Work to be completed:
Each record below should be repeated precisely as written.

Input:
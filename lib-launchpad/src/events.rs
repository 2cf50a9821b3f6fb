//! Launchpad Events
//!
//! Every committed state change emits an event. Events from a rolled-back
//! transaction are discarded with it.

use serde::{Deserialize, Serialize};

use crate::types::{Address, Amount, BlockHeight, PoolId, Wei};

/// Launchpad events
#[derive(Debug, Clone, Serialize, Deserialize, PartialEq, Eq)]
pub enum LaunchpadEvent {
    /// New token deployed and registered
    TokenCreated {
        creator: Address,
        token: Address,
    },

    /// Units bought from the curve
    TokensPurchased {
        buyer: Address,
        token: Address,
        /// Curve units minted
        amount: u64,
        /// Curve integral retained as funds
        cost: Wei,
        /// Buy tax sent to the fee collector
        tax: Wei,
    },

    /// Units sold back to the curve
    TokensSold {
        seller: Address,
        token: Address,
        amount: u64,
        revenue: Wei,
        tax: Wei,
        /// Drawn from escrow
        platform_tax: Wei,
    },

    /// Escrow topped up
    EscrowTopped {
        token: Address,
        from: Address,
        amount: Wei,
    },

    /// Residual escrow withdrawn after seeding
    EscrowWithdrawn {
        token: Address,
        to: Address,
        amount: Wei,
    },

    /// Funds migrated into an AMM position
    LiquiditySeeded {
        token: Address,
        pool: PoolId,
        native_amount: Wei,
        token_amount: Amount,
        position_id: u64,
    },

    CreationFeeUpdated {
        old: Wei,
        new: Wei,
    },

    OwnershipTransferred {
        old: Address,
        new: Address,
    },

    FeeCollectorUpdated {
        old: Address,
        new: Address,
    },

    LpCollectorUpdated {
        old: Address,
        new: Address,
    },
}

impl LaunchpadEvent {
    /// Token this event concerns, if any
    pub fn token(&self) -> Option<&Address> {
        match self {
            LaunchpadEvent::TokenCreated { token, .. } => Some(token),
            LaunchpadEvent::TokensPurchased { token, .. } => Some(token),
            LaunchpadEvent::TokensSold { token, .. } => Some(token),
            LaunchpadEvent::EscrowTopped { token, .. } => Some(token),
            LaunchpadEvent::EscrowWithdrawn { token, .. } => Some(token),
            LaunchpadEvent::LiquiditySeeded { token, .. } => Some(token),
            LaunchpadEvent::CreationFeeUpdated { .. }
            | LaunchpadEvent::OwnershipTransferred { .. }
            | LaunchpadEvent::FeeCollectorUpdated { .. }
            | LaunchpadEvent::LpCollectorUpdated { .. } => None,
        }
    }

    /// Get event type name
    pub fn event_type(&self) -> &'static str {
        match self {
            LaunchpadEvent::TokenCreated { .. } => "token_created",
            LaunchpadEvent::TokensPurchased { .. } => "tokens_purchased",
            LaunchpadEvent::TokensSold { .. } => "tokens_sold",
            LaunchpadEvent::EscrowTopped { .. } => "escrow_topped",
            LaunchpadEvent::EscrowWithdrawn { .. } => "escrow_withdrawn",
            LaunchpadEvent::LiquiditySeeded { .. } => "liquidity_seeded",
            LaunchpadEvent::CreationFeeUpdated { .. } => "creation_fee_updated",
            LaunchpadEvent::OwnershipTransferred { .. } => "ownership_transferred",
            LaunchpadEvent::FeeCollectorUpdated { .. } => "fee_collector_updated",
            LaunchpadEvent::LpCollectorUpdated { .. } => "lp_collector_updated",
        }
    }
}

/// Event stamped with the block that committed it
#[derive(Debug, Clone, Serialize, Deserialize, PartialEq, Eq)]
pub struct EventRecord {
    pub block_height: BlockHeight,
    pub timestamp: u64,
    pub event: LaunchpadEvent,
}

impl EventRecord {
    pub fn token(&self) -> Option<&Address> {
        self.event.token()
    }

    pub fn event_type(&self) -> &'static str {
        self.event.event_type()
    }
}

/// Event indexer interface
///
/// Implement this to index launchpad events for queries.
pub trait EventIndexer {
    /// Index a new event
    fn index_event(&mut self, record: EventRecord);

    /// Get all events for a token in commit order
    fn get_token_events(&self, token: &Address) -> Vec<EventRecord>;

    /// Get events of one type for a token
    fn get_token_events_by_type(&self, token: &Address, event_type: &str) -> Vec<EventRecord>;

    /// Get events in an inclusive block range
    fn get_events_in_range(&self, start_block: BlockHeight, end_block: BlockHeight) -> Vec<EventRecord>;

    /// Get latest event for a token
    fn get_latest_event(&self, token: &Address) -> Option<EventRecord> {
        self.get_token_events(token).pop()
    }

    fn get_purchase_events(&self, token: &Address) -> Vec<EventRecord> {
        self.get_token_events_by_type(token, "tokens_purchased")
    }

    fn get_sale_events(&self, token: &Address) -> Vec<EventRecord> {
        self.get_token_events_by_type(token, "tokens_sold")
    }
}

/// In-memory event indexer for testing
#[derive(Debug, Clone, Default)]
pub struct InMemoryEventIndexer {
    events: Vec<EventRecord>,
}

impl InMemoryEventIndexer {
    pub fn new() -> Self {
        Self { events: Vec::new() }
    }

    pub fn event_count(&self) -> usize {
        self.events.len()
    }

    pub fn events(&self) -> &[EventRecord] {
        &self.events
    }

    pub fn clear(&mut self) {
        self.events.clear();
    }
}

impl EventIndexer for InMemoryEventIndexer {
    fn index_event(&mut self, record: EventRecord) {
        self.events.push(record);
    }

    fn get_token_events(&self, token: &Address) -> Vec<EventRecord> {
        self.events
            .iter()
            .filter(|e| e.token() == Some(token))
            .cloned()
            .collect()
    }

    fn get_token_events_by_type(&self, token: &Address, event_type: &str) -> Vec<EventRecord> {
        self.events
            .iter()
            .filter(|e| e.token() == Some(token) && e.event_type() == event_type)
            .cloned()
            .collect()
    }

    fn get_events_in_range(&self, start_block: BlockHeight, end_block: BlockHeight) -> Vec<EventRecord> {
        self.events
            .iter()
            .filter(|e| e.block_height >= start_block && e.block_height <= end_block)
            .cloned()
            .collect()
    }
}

Response box:
filename lib-launchpad/src/events.rs
repository 2cf50a9821b3f6fb
//! Launchpad Events
//!
//! Every committed state change emits an event. Events from a rolled-back
//! transaction are discarded with it.

use serde::{Deserialize, Serialize};

use crate::types::{Address, Amount, BlockHeight, PoolId, Wei};

/// Launchpad events
#[derive(Debug, Clone, Serialize, Deserialize, PartialEq, Eq)]
pub enum LaunchpadEvent {
    /// New token deployed and registered
    TokenCreated {
        creator: Address,
        token: Address,
    },

    /// Units bought from the curve
    TokensPurchased {
        buyer: Address,
        token: Address,
        /// Curve units minted
        amount: u64,
        /// Curve integral retained as funds
        cost: Wei,
        /// Buy tax sent to the fee collector
        tax: Wei,
    },

    /// Units sold back to the curve
    TokensSold {
        seller: Address,
        token: Address,
        amount: u64,
        revenue: Wei,
        tax: Wei,
        /// Drawn from escrow
        platform_tax: Wei,
    },

    /// Escrow topped up
    EscrowTopped {
        token: Address,
        from: Address,
        amount: Wei,
    },

    /// Residual escrow withdrawn after seeding
    EscrowWithdrawn {
        token: Address,
        to: Address,
        amount: Wei,
    },

    /// Funds migrated into an AMM position
    LiquiditySeeded {
        token: Address,
        pool: PoolId,
        native_amount: Wei,
        token_amount: Amount,
        position_id: u64,
    },

    CreationFeeUpdated {
        old: Wei,
        new: Wei,
    },

    OwnershipTransferred {
        old: Address,
        new: Address,
    },

    FeeCollectorUpdated {
        old: Address,
        new: Address,
    },

    LpCollectorUpdated {
        old: Address,
        new: Address,
    },
}

impl LaunchpadEvent {
    /// Token this event concerns, if any
    pub fn token(&self) -> Option<&Address> {
        match self {
            LaunchpadEvent::TokenCreated { token, .. } => Some(token),
            LaunchpadEvent::TokensPurchased { token, .. } => Some(token),
            LaunchpadEvent::TokensSold { token, .. } => Some(token),
            LaunchpadEvent::EscrowTopped { token, .. } => Some(token),
            LaunchpadEvent::EscrowWithdrawn { token, .. } => Some(token),
            LaunchpadEvent::LiquiditySeeded { token, .. } => Some(token),
            LaunchpadEvent::CreationFeeUpdated { .. }
            | LaunchpadEvent::OwnershipTransferred { .. }
            | LaunchpadEvent::FeeCollectorUpdated { .. }
            | LaunchpadEvent::LpCollectorUpdated { .. } => None,
        }
    }

    /// Get event type name
    pub fn event_type(&self) -> &'static str {
        match self {
            LaunchpadEvent::TokenCreated { .. } => "token_created",
            LaunchpadEvent::TokensPurchased { .. } => "tokens_purchased",
            LaunchpadEvent::TokensSold { .. } => "tokens_sold",
            LaunchpadEvent::EscrowTopped { .. } => "escrow_topped",
            LaunchpadEvent::EscrowWithdrawn { .. } => "escrow_withdrawn",
            LaunchpadEvent::LiquiditySeeded { .. } => "liquidity_seeded",
            LaunchpadEvent::CreationFeeUpdated { .. } => "creation_fee_updated",
            LaunchpadEvent::OwnershipTransferred { .. } => "ownership_transferred",
            LaunchpadEvent::FeeCollectorUpdated { .. } => "fee_collector_updated",
            LaunchpadEvent::LpCollectorUpdated { .. } => "lp_collector_updated",
        }
    }
}

/// Event stamped with the block that committed it
#[derive(Debug, Clone, Serialize, Deserialize, PartialEq, Eq)]
pub struct EventRecord {
    pub block_height: BlockHeight,
    pub timestamp: u64,
    pub event: LaunchpadEvent,
}

impl EventRecord {
    pub fn token(&self) -> Option<&Address> {
        self.event.token()
    }

    pub fn event_type(&self) -> &'static str {
        self.event.event_type()
    }
}

/// Event indexer interface
///
/// Implement this to index launchpad events for queries.
pub trait EventIndexer {
    /// Index a new event
    fn index_event(&mut self, record: EventRecord);

    /// Get all events for a token in commit order
    fn get_token_events(&self, token: &Address) -> Vec<EventRecord>;

    /// Get events of one type for a token
    fn get_token_events_by_type(&self, token: &Address, event_type: &str) -> Vec<EventRecord>;

    /// Get events in an inclusive block range
    fn get_events_in_range(&self, start_block: BlockHeight, end_block: BlockHeight) -> Vec<EventRecord>;

    /// Get latest event for a token
    fn get_latest_event(&self, token: &Address) -> Option<EventRecord> {
        self.get_token_events(token).pop()
    }

    fn get_purchase_events(&self, token: &Address) -> Vec<EventRecord> {
        self.get_token_events_by_type(token, "tokens_purchased")
    }

    fn get_sale_events(&self, token: &Address) -> Vec<EventRecord> {
        self.get_token_events_by_type(token, "tokens_sold")
    }
}

/// In-memory event indexer for testing
#[derive(Debug, Clone, Default)]
pub struct InMemoryEventIndexer {
    events: Vec<EventRecord>,
}

impl InMemoryEventIndexer {
    pub fn new() -> Self {
        Self { events: Vec::new() }
    }

    pub fn event_count(&self) -> usize {
        self.events.len()
    }

    pub fn events(&self) -> &[EventRecord] {
        &self.events
    }

    pub fn clear(&mut self) {
        self.events.clear();
    }
}

impl EventIndexer for InMemoryEventIndexer {
    fn index_event(&mut self, record: EventRecord) {
        self.events.push(record);
    }

    fn get_token_events(&self, token: &Address) -> Vec<EventRecord> {
        self.events
            .iter()
            .filter(|e| e.token() == Some(token))
            .cloned()
            .collect()
    }

    fn get_token_events_by_type(&self, token: &Address, event_type: &str) -> Vec<EventRecord> {
        self.events
            .iter()
            .filter(|e| e.token() == Some(token) && e.event_type() == event_type)
            .cloned()
            .collect()
    }

    fn get_events_in_range(&self, start_block: BlockHeight, end_block: BlockHeight) -> Vec<EventRecord> {
        self.events
            .iter()
            .filter(|e| e.block_height >= start_block && e.block_height <= end_block)
            .cloned()
            .collect()
    }
}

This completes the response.